_Exercise input_.
//! Batch processing across a worker pool.

use std::sync::Arc;
use std::sync::atomic::{AtomicBool, Ordering};
use std::time::{Duration, Instant};

use rayon::prelude::*;
use tracing::{debug, info, warn};

use crate::error::{DocumentError, Result};
use crate::extract::{ExtractionControl, Extractor};
use crate::models::{BatchConfig, BatchReport, DocumentOutcome, DocumentReport, RawDocument};

/// Shared flag that stops a batch.
///
/// Cancelling keeps completed results; documents not yet finished are
/// reported as cancelled.
#[derive(Debug, Clone, Default)]
pub struct CancellationToken {
    flag: Arc<AtomicBool>,
}

impl CancellationToken {
    pub fn new() -> Self {
        Self::default()
    }

    pub fn cancel(&self) {
        self.flag.store(true, Ordering::Relaxed);
    }

    pub fn is_cancelled(&self) -> bool {
        self.flag.load(Ordering::Relaxed)
    }
}

/// Something that can produce a document's text.
pub trait DocumentSource: Send + Sync {
    /// Identifier used in reports (usually a path).
    fn id(&self) -> String;

    /// Acquire the document text.
    fn load(&self) -> std::result::Result<RawDocument, DocumentError>;
}

/// An already-loaded document.
#[derive(Debug, Clone)]
pub struct NamedDocument {
    pub id: String,
    pub document: RawDocument,
}

impl NamedDocument {
    pub fn new(id: impl Into<String>, document: RawDocument) -> Self {
        Self {
            id: id.into(),
            document,
        }
    }
}

impl DocumentSource for NamedDocument {
    fn id(&self) -> String {
        self.id.clone()
    }

    fn load(&self) -> std::result::Result<RawDocument, DocumentError> {
        Ok(self.document.clone())
    }
}

/// Runs an [`Extractor`] over many documents, one document per task.
pub struct BatchRunner {
    extractor: Arc<Extractor>,
    jobs: usize,
    document_timeout: Option<Duration>,
    cancel: CancellationToken,
}

impl BatchRunner {
    pub fn new(extractor: Arc<Extractor>, config: &BatchConfig) -> Self {
        Self {
            extractor,
            jobs: config.jobs,
            document_timeout: (config.document_timeout_ms > 0)
                .then(|| Duration::from_millis(config.document_timeout_ms)),
            cancel: CancellationToken::new(),
        }
    }

    /// Use an externally owned cancellation token.
    pub fn with_cancellation(mut self, token: CancellationToken) -> Self {
        self.cancel = token;
        self
    }

    pub fn cancellation_token(&self) -> CancellationToken {
        self.cancel.clone()
    }

    /// Process every source and build the batch report.
    pub fn run<S: DocumentSource>(&self, sources: &[S]) -> Result<BatchReport> {
        self.run_with_progress(sources, |_| {})
    }

    /// Process every source, calling `on_done` as each document finishes.
    ///
    /// Reports come back in input order whatever the completion order.
    pub fn run_with_progress<S, F>(&self, sources: &[S], on_done: F) -> Result<BatchReport>
    where
        S: DocumentSource,
        F: Fn(&DocumentReport) + Sync,
    {
        let pool = rayon::ThreadPoolBuilder::new()
            .num_threads(self.jobs)
            .build()?;

        info!(
            "Processing {} documents on {} workers",
            sources.len(),
            pool.current_num_threads()
        );

        let documents: Vec<DocumentReport> = pool.install(|| {
            sources
                .par_iter()
                .map(|source| {
                    let report = self.process_one(source);
                    on_done(&report);
                    report
                })
                .collect()
        });

        let report = BatchReport::from_documents(self.extractor.schema().ids(), documents);
        info!(
            "Batch finished: {} extracted, {} failed, {} cancelled",
            report.extracted, report.failed, report.cancelled
        );
        Ok(report)
    }

    /// Load and extract one document. Failures stay inside the report.
    pub fn process_one<S: DocumentSource + ?Sized>(&self, source: &S) -> DocumentReport {
        let id = source.id();
        let start = Instant::now();

        let mut control = ExtractionControl::new().with_cancel(self.cancel.clone());
        if let Some(timeout) = self.document_timeout {
            control = control.with_timeout(timeout);
        }

        let result = control
            .checkpoint()
            .and_then(|_| source.load())
            .and_then(|doc| self.extractor.extract_with(&doc, &control));

        match &result {
            Ok(r) => debug!("{}: {} fields resolved", id, r.found_count()),
            Err(DocumentError::Cancelled) => debug!("{}: cancelled", id),
            Err(e) => warn!("{}: {}", id, e),
        }

        DocumentReport {
            document: id,
            outcome: DocumentOutcome::from_result(result),
            processing_time_ms: start.elapsed().as_millis() as u64,
        }
    }
}

#[cfg(test)]
mod tests {
    use super::*;
    use crate::models::ExtractionConfig;
    use crate::schema::FieldSchema;
    use pretty_assertions::assert_eq;
    use std::sync::atomic::AtomicUsize;

    struct Unreadable;

    impl DocumentSource for Unreadable {
        fn id(&self) -> String {
            "broken.pdf".to_string()
        }

        fn load(&self) -> std::result::Result<RawDocument, DocumentError> {
            Err(DocumentError::Unreadable("no text layer".to_string()))
        }
    }

    fn runner(jobs: usize) -> BatchRunner {
        let extractor = Extractor::new(
            Arc::new(FieldSchema::builtin().unwrap()),
            ExtractionConfig::default(),
        );
        BatchRunner::new(
            Arc::new(extractor),
            &BatchConfig {
                jobs,
                document_timeout_ms: 0,
            },
        )
    }

    fn docs() -> Vec<NamedDocument> {
        (0..12)
            .map(|i| {
                let text = if i % 4 == 3 {
                    String::new()
                } else {
                    format!("Policy No: POL{:05}\nGST: Rs. {},000.00", i, i + 1)
                };
                NamedDocument::new(format!("doc{:02}.txt", i), RawDocument::from_text(&text))
            })
            .collect()
    }

    #[test]
    fn test_results_in_input_order() {
        let report = runner(4).run(&docs()).unwrap();

        let ids: Vec<&str> = report.documents.iter().map(|d| d.document.as_str()).collect();
        let expected: Vec<String> = (0..12).map(|i| format!("doc{:02}.txt", i)).collect();
        assert_eq!(ids, expected.iter().map(String::as_str).collect::<Vec<_>>());

        assert_eq!(report.extracted, 9);
        assert_eq!(report.failed, 3);
        assert_eq!(report.fields["policy_no"].found, 9);
        assert_eq!(report.fields["policy_no"].missing, 3);
        let first = report.documents[0].outcome.result().unwrap();
        assert_eq!(first.value("policy_no"), Some("POL00000"));
        assert_eq!(first.value("gst_amount"), Some("1000.00"));
    }

    #[test]
    fn test_worker_count_does_not_change_results() {
        let single = runner(1).run(&docs()).unwrap();
        let many = runner(6).run(&docs()).unwrap();

        let outcomes = |r: &BatchReport| {
            r.documents
                .iter()
                .map(|d| d.outcome.clone())
                .collect::<Vec<_>>()
        };
        assert_eq!(outcomes(&single), outcomes(&many));
        assert_eq!(single.fields, many.fields);
    }

    #[test]
    fn test_load_failure_is_isolated() {
        let runner = runner(2);
        let report = runner.process_one(&Unreadable);
        assert_eq!(
            report.outcome,
            DocumentOutcome::Failed {
                reason: "failed to load document: no text layer".to_string()
            }
        );
    }

    #[test]
    fn test_cancelled_batch_keeps_structure() {
        let runner = runner(2);
        runner.cancellation_token().cancel();

        let report = runner.run(&docs()).unwrap();
        assert_eq!(report.cancelled, 12);
        assert!(report.was_cancelled());
        assert_eq!(report.fields["policy_no"].found, 0);
        assert_eq!(report.fields["policy_no"].missing, 0);
    }

    #[test]
    fn test_progress_callback_sees_every_document() {
        let seen = AtomicUsize::new(0);
        runner(3)
            .run_with_progress(&docs(), |_| {
                seen.fetch_add(1, Ordering::Relaxed);
            })
            .unwrap();
        assert_eq!(seen.load(Ordering::Relaxed), 12);
    }
}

_Work order_. Search the material for the word "single" and report how many lines hold it. Add nothing else.

_Result for this task_. 3